Your diagram seems to be wired in parallel, which is only a total voltage of 28V across the four lamps.

As for whether to dim the lamps to save lamp life it depends on what kind of dimmers you are using. If you are using the very latest in dimming technology, by all means, dim away. But if you are still using SCR dimmers (or similar) dimming will probably yeild diminishing returns; dimming the lamps to eek out a bit more life will just stress their filaments and very possibily cause them to blow sooner. 

If you really want to know which gives a better life expectancy, you should try the lamps dimmed and undimmed and see which lasts longer. I'm not sure which will work out better for you (after all, I'm just a guy in a bar. :wink

One last thing... since these are low voltage lamps, there is also the posibility that when one of them blows, the rest could also go due to the momentary short across the lamp that blew first. The system would still be getting 120V through the three remaining lamps which have a combined voltage of 84V. Just a possibility though. 

Hope that helped you out... good luck.


----------



## ship (Jul 19, 2005)

"Just a guy who works in a bar"... Well drawn and explained. Much less the note on the momentary arc within a bad lamp's filament allowing current to pass without resistance at times to the rest of the circuit is excellent knowledge to pass on. With some assemblies such as a DHA light curtain, when one lamp blows, you replace all the lamps because of this and frankly, once one lamp blows would you rather hope during a show you don't loose a second one or depend at least in the first set of hours all should work as designed? ACL (Aircraft Landing Lights) or properly termed (Sealed Beam Lamps) by high output type, (There are some long life versions) are not cheap in reliability to be using. Part as with a moving light lamp is in determining the cost effectiveness of the effect over the cost in using it. A bunch of fixtures you can't afford to lamp is not doing much good as opposed to a bunch more that last longer and will get the job done at times for the same price.

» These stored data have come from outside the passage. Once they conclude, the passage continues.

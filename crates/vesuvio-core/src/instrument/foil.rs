//! Foil states and the chopper period sequence that realises them.

use super::grouping::DetectorGrouping;
use crate::domain::{ReductionError, ReductionResult};
use std::fmt::{Display, Formatter};
use std::ops::{Index, IndexMut};

#[derive(Debug, Clone, Copy, PartialEq, Eq, Hash, PartialOrd, Ord)]
pub enum Foil {
    Out,
    Thin,
    Thick,
}

impl Foil {
    pub const IN: [Self; 2] = [Self::Thin, Self::Thick];
    pub const ANY: [Self; 3] = [Self::Out, Self::Thin, Self::Thick];

    pub const fn as_str(self) -> &'static str {
        match self {
            Self::Out => "Out",
            Self::Thin => "Thin",
            Self::Thick => "Thick",
        }
    }
}

impl Display for Foil {
    fn fmt(&self, f: &mut Formatter<'_>) -> std::fmt::Result {
        f.write_str((*self).as_str())
    }
}

/// One value per foil state.
#[derive(Debug, Clone, Copy, PartialEq, Eq, Default)]
pub struct FoilMap<T> {
    pub out: T,
    pub thin: T,
    pub thick: T,
}

impl<T> FoilMap<T> {
    pub fn from_fn(mut build: impl FnMut(Foil) -> T) -> Self {
        Self {
            out: build(Foil::Out),
            thin: build(Foil::Thin),
            thick: build(Foil::Thick),
        }
    }

    pub fn try_from_fn<E>(mut build: impl FnMut(Foil) -> Result<T, E>) -> Result<Self, E> {
        Ok(Self {
            out: build(Foil::Out)?,
            thin: build(Foil::Thin)?,
            thick: build(Foil::Thick)?,
        })
    }

    pub fn iter(&self) -> impl Iterator<Item = (Foil, &T)> {
        Foil::ANY.into_iter().map(move |foil| (foil, &self[foil]))
    }
}

impl<T> Index<Foil> for FoilMap<T> {
    type Output = T;

    fn index(&self, foil: Foil) -> &T {
        match foil {
            Foil::Out => &self.out,
            Foil::Thin => &self.thin,
            Foil::Thick => &self.thick,
        }
    }
}

impl<T> IndexMut<Foil> for FoilMap<T> {
    fn index_mut(&mut self, foil: Foil) -> &mut T {
        match foil {
            Foil::Out => &mut self.out,
            Foil::Thin => &mut self.thin,
            Foil::Thick => &mut self.thick,
        }
    }
}

/// Number of periods in one Vesuvio run.
pub const PERIOD_COUNT: usize = 6;

/// 1-based period numbers for a grouping's spectra and for its monitor.
#[derive(Debug, Clone, Copy, PartialEq, Eq)]
pub struct PeriodPair {
    pub spectra: &'static [usize],
    pub monitors: &'static [usize],
}

const fn pair(spectra: &'static [usize], monitors: &'static [usize]) -> Option<PeriodPair> {
    Some(PeriodPair { spectra, monitors })
}

/// Chopper timing sequence: which periods had `foil` in the beam for `grouping`.
///
/// Only BACKWARD_1/Out and FORWARD_A/Thin are fixed by the instrument's
/// documented sequence. Every other entry is a configuration assumption that
/// follows the same pattern: the backward banks see each foil state for two
/// consecutive periods, rotated by two periods from bank to bank, and the
/// forward banks alternate foil in and foil out on odd and even periods, with
/// Thick repeating the Out sequence.
pub const fn foil_periods(foil: Foil, grouping: DetectorGrouping) -> Option<PeriodPair> {
    use DetectorGrouping::{Backward1, Backward2, Backward3, ForwardA, ForwardB, Monitors};

    match (foil, grouping) {
        (_, Monitors) => None,

        (Foil::Out, Backward1) => pair(&[3, 4], &[3, 4]),
        (Foil::Out, Backward2) => pair(&[5, 6], &[5, 6]),
        (Foil::Out, Backward3) => pair(&[1, 2], &[1, 2]),
        (Foil::Out, ForwardA) => pair(&[2, 4, 6], &[1, 3]),
        (Foil::Out, ForwardB) => pair(&[1, 3, 5], &[4, 6]),

        (Foil::Thin, Backward1) => pair(&[1, 2], &[1, 2]),
        (Foil::Thin, Backward2) => pair(&[3, 4], &[3, 4]),
        (Foil::Thin, Backward3) => pair(&[5, 6], &[5, 6]),
        (Foil::Thin, ForwardA) => pair(&[1, 3, 5], &[5, 2]),
        (Foil::Thin, ForwardB) => pair(&[2, 4, 6], &[3, 1]),

        (Foil::Thick, Backward1) => pair(&[5, 6], &[5, 6]),
        (Foil::Thick, Backward2) => pair(&[1, 2], &[1, 2]),
        (Foil::Thick, Backward3) => pair(&[3, 4], &[3, 4]),
        (Foil::Thick, ForwardA) => pair(&[2, 4, 6], &[1, 3]),
        (Foil::Thick, ForwardB) => pair(&[1, 3, 5], &[4, 6]),
    }
}

/// Foil-period table for one foil state.
#[derive(Debug, Clone, Copy, PartialEq, Eq)]
pub struct GroupingMap {
    foil: Foil,
}

impl GroupingMap {
    pub const fn for_foil(foil: Foil) -> Self {
        Self { foil }
    }

    pub const fn foil(&self) -> Foil {
        self.foil
    }

    pub fn entries(&self) -> impl Iterator<Item = (DetectorGrouping, PeriodPair)> + '_ {
        DetectorGrouping::DETECTORS
            .into_iter()
            .filter_map(|grouping| foil_periods(self.foil, grouping).map(|pair| (grouping, pair)))
    }

    /// Periods of the grouping that owns `spectrum_id`.
    ///
    /// Groupings are disjoint, so the answer does not depend on scan order.
    pub fn lookup(&self, spectrum_id: u32) -> ReductionResult<PeriodPair> {
        DetectorGrouping::classify(spectrum_id)
            .and_then(|grouping| foil_periods(self.foil, grouping))
            .ok_or_else(|| {
                ReductionError::input_validation(
                    "INPUT.SPECTRUM_NOT_MAPPED",
                    format!(
                        "spectrum {spectrum_id} does not belong to any detector grouping of the {} foil table",
                        self.foil
                    ),
                )
            })
    }
}
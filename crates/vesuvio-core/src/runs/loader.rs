use super::{LoadedRun, RunLoader};
use crate::common::{IntervalSet, TofWindow};
use crate::domain::{ReductionError, ReductionResult};
use crate::instrument::monitor_spectra;
use crate::workspace::{Spectrum, Workspace, WorkspaceGroup};
use serde::{Deserialize, Serialize};
use std::fs;
use std::path::Path;
use tracing::debug;

/// On-disk layout of a raw run: one spectrum table per period.
#[derive(Debug, Clone, PartialEq, Deserialize, Serialize)]
#[serde(rename_all = "camelCase")]
pub struct RawRunFile {
    #[serde(default)]
    pub run_number: Option<u32>,
    pub periods: Vec<RawPeriod>,
}

#[derive(Debug, Clone, PartialEq, Deserialize, Serialize)]
pub struct RawPeriod {
    pub spectra: Vec<Spectrum>,
}

/// Loads raw runs stored as JSON period tables.
#[derive(Debug, Clone, Copy, Default)]
pub struct JsonRunLoader;

impl JsonRunLoader {
    pub fn read(path: &Path) -> ReductionResult<RawRunFile> {
        let source = fs::read_to_string(path).map_err(|source| {
            ReductionError::io_system(
                "IO.RUN_READ",
                format!("failed to read run file '{}': {}", path.display(), source),
            )
        })?;
        serde_json::from_str(&source).map_err(|source| {
            ReductionError::io_system(
                "IO.RUN_PARSE",
                format!("failed to parse run file '{}': {}", path.display(), source),
            )
        })
    }
}

impl RunLoader for JsonRunLoader {
    fn load(
        &self,
        path: &Path,
        spectra: &IntervalSet,
        tof_window: TofWindow,
    ) -> ReductionResult<LoadedRun> {
        let raw = Self::read(path)?;
        let name = path
            .file_stem()
            .map(|stem| stem.to_string_lossy().into_owned())
            .unwrap_or_else(|| "run".to_string());
        let monitors = monitor_spectra();

        let mut spectra_members = Vec::with_capacity(raw.periods.len());
        let mut monitor_members = Vec::with_capacity(raw.periods.len());
        for (index, period) in raw.periods.into_iter().enumerate() {
            let number = index + 1;
            let mut detector_rows = Vec::new();
            let mut monitor_rows = Vec::new();
            for mut row in period.spectra {
                if row.e.is_empty() {
                    row.e = row.y.iter().map(|count| count.abs().sqrt()).collect();
                }
                row.validate()?;
                if monitors.contains(row.spectrum_id) {
                    monitor_rows.push(row.cropped(tof_window));
                } else if spectra.contains(row.spectrum_id) {
                    detector_rows.push(row.cropped(tof_window));
                }
            }
            spectra_members.push(Workspace::new(format!("{name}_{number}"), detector_rows));
            monitor_members.push(Workspace::new(
                format!("{name}_monitors_{number}"),
                monitor_rows,
            ));
        }

        debug!(
            path = %path.display(),
            run_number = raw.run_number,
            periods = spectra_members.len(),
            "loaded raw run"
        );
        Ok(LoadedRun {
            spectra: WorkspaceGroup::new(name.clone(), spectra_members),
            monitors: WorkspaceGroup::new(format!("{name}_monitors"), monitor_members),
        })
    }
}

I might also add that plugging this assembly into a 120v source without warming them on a dimmer or bringing them up a little more slow than from cold to full as if plugging them in to a wall outlet is bad for the lamps. Very high output lamp, one that does not like shock loading. Your normal dimmer - what ever the brand should have a warming current in it that's sufficient to warm the filament so it's not a cold start. Don't plug the assembly directly into a wall outlet.

Jezza, this is basic wiring, without training in it (knowing series by word description but not how it works) you should be cautioned in doing this project even if in general explained how it works and you have some basic but well trained wiring skills in technique and theory - no offense meant. 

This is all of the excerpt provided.